A molecular chaperone for mitochondrial complex I assembly is mutated in a progressive encephalopathy
J. Clin. Invest. Isla Ogilvie, et al. 115:2784 doi:10.1172/JCI26020 [Go to this article.]

Figure 5
Analysis of expression of B17.2L by BN-PAGE immunoblot. (A and B) Mitochondria from control (lane C) and patient (lanes Be, Br, and A) muscle were subjected to first-dimension BN-PAGE analysis. The gel was immunoblotted and reacted with antibodies directed against ND1 (A) or B17.2L (B). The lower panel in A is an immunoblot of the loading control (70-kDa subunit of complex II). (C) BN-PAGE analysis of complex I assembly in patient fibroblasts. Mitoplasts were isolated from control and patient fibroblasts and subjected to second-dimension BN-PAGE analysis. A cocktail of antibodies directed against the indicated proteins was used to probe the second-dimension immunoblots. The lines labeled 1–3 on the gel indicate the position of the complex I-III supercomplex, fully assembled complex I, and the 830-kDa–complex III subcomplex, respectively. The spot that runs above the 49-kDa subunit and intersects with line 3 is a nonspecific protein recognized by the anti–49-kDa antibody.
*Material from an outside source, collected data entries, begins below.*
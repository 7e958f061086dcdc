use chrono::{Duration, Utc};

use taskweave::memory::{LongTermMemory, SessionMemory, ShortTermMemory};
use taskweave::plan::Plan;
use taskweave::task::{Turn, TurnRole, WorkflowRecord, WorkflowStatus, WorkflowTimings};

fn record(task_id: &str, text: &str) -> WorkflowRecord {
    WorkflowRecord {
        task_id: task_id.to_string(),
        task_text: text.to_string(),
        status: WorkflowStatus::Ok,
        plan: Plan::empty(),
        results: Vec::new(),
        aggregated: format!("aggregated output for {}", text),
        timings: WorkflowTimings::default(),
        completed_at: Utc::now(),
    }
}

#[test]
fn test_short_term_window_evicts_oldest() {
    let mut memory = ShortTermMemory::new(3);
    for i in 0..5 {
        memory.append(Turn::user(format!("turn {}", i)));
    }
    let turns = memory.as_messages();
    assert_eq!(turns.len(), 3);
    assert_eq!(turns[0].text, "turn 2");
    assert_eq!(turns[2].text, "turn 4");

    memory.clear();
    assert!(memory.is_empty());
}

#[tokio::test]
async fn test_session_history_keeps_pair_order() {
    let sessions = SessionMemory::ephemeral(20);
    for i in 0..3 {
        sessions.append("x", Turn::user(format!("question {}", i))).await;
        sessions
            .append("x", Turn::assistant(format!("answer {}", i)))
            .await;
    }

    let history = sessions.history("x").await;
    assert_eq!(history.len(), 6);
    for i in 0..3 {
        assert_eq!(history[2 * i].role, TurnRole::User);
        assert_eq!(history[2 * i].text, format!("question {}", i));
        assert_eq!(history[2 * i + 1].role, TurnRole::Assistant);
        assert_eq!(history[2 * i + 1].text, format!("answer {}", i));
    }

    // Sessions are isolated.
    assert!(sessions.history("y").await.is_empty());
}

#[tokio::test]
async fn test_store_search_and_lookup() {
    let dir = tempfile::tempdir().unwrap();
    let memory = LongTermMemory::open(dir.path()).unwrap();

    memory.store(record("t1", "build the parser")).await.unwrap();
    memory.store(record("t2", "deploy the service")).await.unwrap();

    let hits = memory.search("parser", 10).await;
    assert_eq!(hits.len(), 1);
    assert_eq!(hits[0].task_id, "t1");

    assert!(memory.find_by_task_id("t2").await.is_some());
    assert!(memory.find_by_task_id("t9").await.is_none());

    // Records reload from the current month's file.
    let reopened = LongTermMemory::open(dir.path()).unwrap();
    assert_eq!(reopened.resident_count().await, 2);
}

#[tokio::test]
async fn test_month_rollover_archives_and_shrinks() {
    let dir = tempfile::tempdir().unwrap();
    let memory = LongTermMemory::open(dir.path()).unwrap();
    memory.store(record("t1", "one")).await.unwrap();
    memory.store(record("t2", "two")).await.unwrap();
    assert_eq!(memory.resident_count().await, 2);

    memory.rotate(Utc::now() + Duration::days(40)).await.unwrap();

    assert_eq!(memory.resident_count().await, 0);
    let archives: Vec<_> = std::fs::read_dir(dir.path())
        .unwrap()
        .filter_map(|e| e.ok())
        .filter(|e| e.file_name().to_string_lossy().contains("archive"))
        .collect();
    assert_eq!(archives.len(), 1);
    let content = std::fs::read_to_string(archives[0].path()).unwrap();
    assert_eq!(content.lines().count(), 2);
}

#[tokio::test]
async fn test_resident_cap_spills_oldest() {
    let dir = tempfile::tempdir().unwrap();
    let memory = LongTermMemory::open(dir.path()).unwrap().with_resident_cap(3);

    for i in 0..5 {
        memory
            .store(record(&format!("t{}", i), &format!("task {}", i)))
            .await
            .unwrap();
    }

    assert_eq!(memory.resident_count().await, 3);
    // The oldest two fell out of memory.
    assert!(memory.find_by_task_id("t0").await.is_none());
    assert!(memory.find_by_task_id("t4").await.is_some());
}
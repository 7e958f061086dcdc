//! The closed error taxonomy for the engine.
//!
//! Infrastructure failures stay as errors; domain failures (a subtask that
//! failed) are data inside the workflow record, never exceptions. Every
//! variant carries a stable machine-readable code via [`EngineError::code`]
//! so HTTP responses and logs can be matched programmatically.

use std::error::Error;
use std::fmt;

/// Convenience alias used across the engine.
pub type EngineResult<T> = Result<T, EngineError>;

/// Every failure the engine can surface, with a stable code per variant.
///
/// # Example
///
/// ```rust
/// use taskweave::error::EngineError;
///
/// let err = EngineError::Validation("task text too long".into());
/// assert_eq!(err.code(), "validation_error");
/// assert_eq!(err.to_string(), "validation error: task text too long");
/// ```
#[derive(Debug, Clone)]
pub enum EngineError {
    /// Request body rejected. HTTP 400; never retried.
    Validation(String),

    /// The inference backend did not answer within the request timeout.
    InferenceTimeout,

    /// The inference backend could not be reached at all.
    InferenceUnreachable(String),

    /// The inference backend answered with a non-2xx status.
    InferenceBackend { status: u16, message: String },

    /// Cyclic dependency or empty decomposition. HTTP 422; the workflow
    /// fails before any dispatch.
    Decomposition(String),

    /// Persona library fsync or parse failure. The orchestrator falls back
    /// to an in-memory persona for the current workflow only.
    PersonaStore(String),

    /// Workflow-memory disk failure. Logged and recovered — a workflow never
    /// fails because its record could not be persisted.
    Storage(String),

    /// Illegal state-machine transition. Always a bug; logged and re-raised.
    State(String),

    /// The caller cancelled the workflow.
    Cancelled,

    /// The per-workflow deadline elapsed; behaviour matches cancellation.
    WorkflowTimeout,
}

impl EngineError {
    /// Taxonomy name of this error kind, e.g. `InferenceUnreachable`. Used
    /// as the preserved failure reason on subtasks.
    pub fn kind_name(&self) -> &'static str {
        match self {
            EngineError::Validation(_) => "ValidationError",
            EngineError::InferenceTimeout => "InferenceTimeout",
            EngineError::InferenceUnreachable(_) => "InferenceUnreachable",
            EngineError::InferenceBackend { .. } => "InferenceBackend",
            EngineError::Decomposition(_) => "DecompositionError",
            EngineError::PersonaStore(_) => "PersonaStoreError",
            EngineError::Storage(_) => "StorageError",
            EngineError::State(_) => "StateError",
            EngineError::Cancelled => "Cancelled",
            EngineError::WorkflowTimeout => "WorkflowTimeout",
        }
    }

    /// Stable machine-readable code for this error kind.
    pub fn code(&self) -> &'static str {
        match self {
            EngineError::Validation(_) => "validation_error",
            EngineError::InferenceTimeout => "inference_timeout",
            EngineError::InferenceUnreachable(_) => "inference_unreachable",
            EngineError::InferenceBackend { .. } => "inference_backend",
            EngineError::Decomposition(_) => "decomposition_error",
            EngineError::PersonaStore(_) => "persona_store_error",
            EngineError::Storage(_) => "storage_error",
            EngineError::State(_) => "state_error",
            EngineError::Cancelled => "cancelled",
            EngineError::WorkflowTimeout => "workflow_timeout",
        }
    }
}

impl fmt::Display for EngineError {
    fn fmt(&self, f: &mut fmt::Formatter<'_>) -> fmt::Result {
        match self {
            EngineError::Validation(msg) => write!(f, "validation error: {}", msg),
            EngineError::InferenceTimeout => write!(f, "inference request timed out"),
            EngineError::InferenceUnreachable(msg) => {
                write!(f, "inference backend unreachable: {}", msg)
            }
            EngineError::InferenceBackend { status, message } => {
                write!(f, "inference backend error (HTTP {}): {}", status, message)
            }
            EngineError::Decomposition(msg) => write!(f, "decomposition error: {}", msg),
            EngineError::PersonaStore(msg) => write!(f, "persona store error: {}", msg),
            EngineError::Storage(msg) => write!(f, "storage error: {}", msg),
            EngineError::State(msg) => write!(f, "illegal state transition: {}", msg),
            EngineError::Cancelled => write!(f, "workflow cancelled"),
            EngineError::WorkflowTimeout => write!(f, "workflow timed out"),
        }
    }
}

impl Error for EngineError {}

#[cfg(test)]
mod tests {
    use super::*;

    #[test]
    fn test_codes_are_stable() {
        assert_eq!(EngineError::InferenceTimeout.code(), "inference_timeout");
        assert_eq!(EngineError::Cancelled.code(), "cancelled");
        assert_eq!(
            EngineError::InferenceBackend {
                status: 500,
                message: "boom".into()
            }
            .code(),
            "inference_backend"
        );
    }
}
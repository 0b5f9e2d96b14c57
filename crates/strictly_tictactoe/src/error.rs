//! Error types for board manipulation.

use crate::{Player, Position};
use derive_more::{Display, Error};

/// Error raised when a move cannot be applied.
#[derive(Debug, Clone, Copy, PartialEq, Eq, Display)]
pub enum MoveError {
    /// The index is outside 0-8.
    #[display("Position {} is out of bounds (must be 0-8)", _0)]
    OutOfBounds(usize),

    /// The square is already occupied.
    #[display("Square {} is already occupied", _0)]
    SquareOccupied(Position),

    /// The game is already over.
    #[display("Game is already over")]
    GameOver,

    /// It is not this player's turn.
    #[display("It's not {}'s turn", _0)]
    NotYourTurn(Player),

    /// The board has no empty square left.
    #[display("No legal moves available")]
    NoLegalMoves,
}

impl std::error::Error for MoveError {}

/// Error raised when a board string cannot be parsed.
#[derive(Debug, Clone, Display, Error)]
#[display("Board parse error: {} at {}:{}", message, file, line)]
pub struct BoardParseError {
    /// Error message.
    pub message: String,
    /// Line number where error occurred.
    pub line: u32,
    /// Source file where error occurred.
    pub file: &'static str,
}

impl BoardParseError {
    /// Creates a new parse error with caller location tracking.
    #[track_caller]
    pub fn new(message: impl Into<String>) -> Self {
        let loc = std::panic::Location::caller();
        Self {
            message: message.into(),
            line: loc.line(),
            file: loc.file(),
        }
    }
}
BI7.2L runs at its approximate monomeric MW in control and patient F (smear at the extreme right of the gel) and with an 830-kDa subcomplex of complex I in the patients with the known structural subunit gene mutations (Be and Bo). (D) First-dimension BN-PAGE gel demonstrating the complete absence of fully assembled complex I in muscle mitochondria from patient Bo.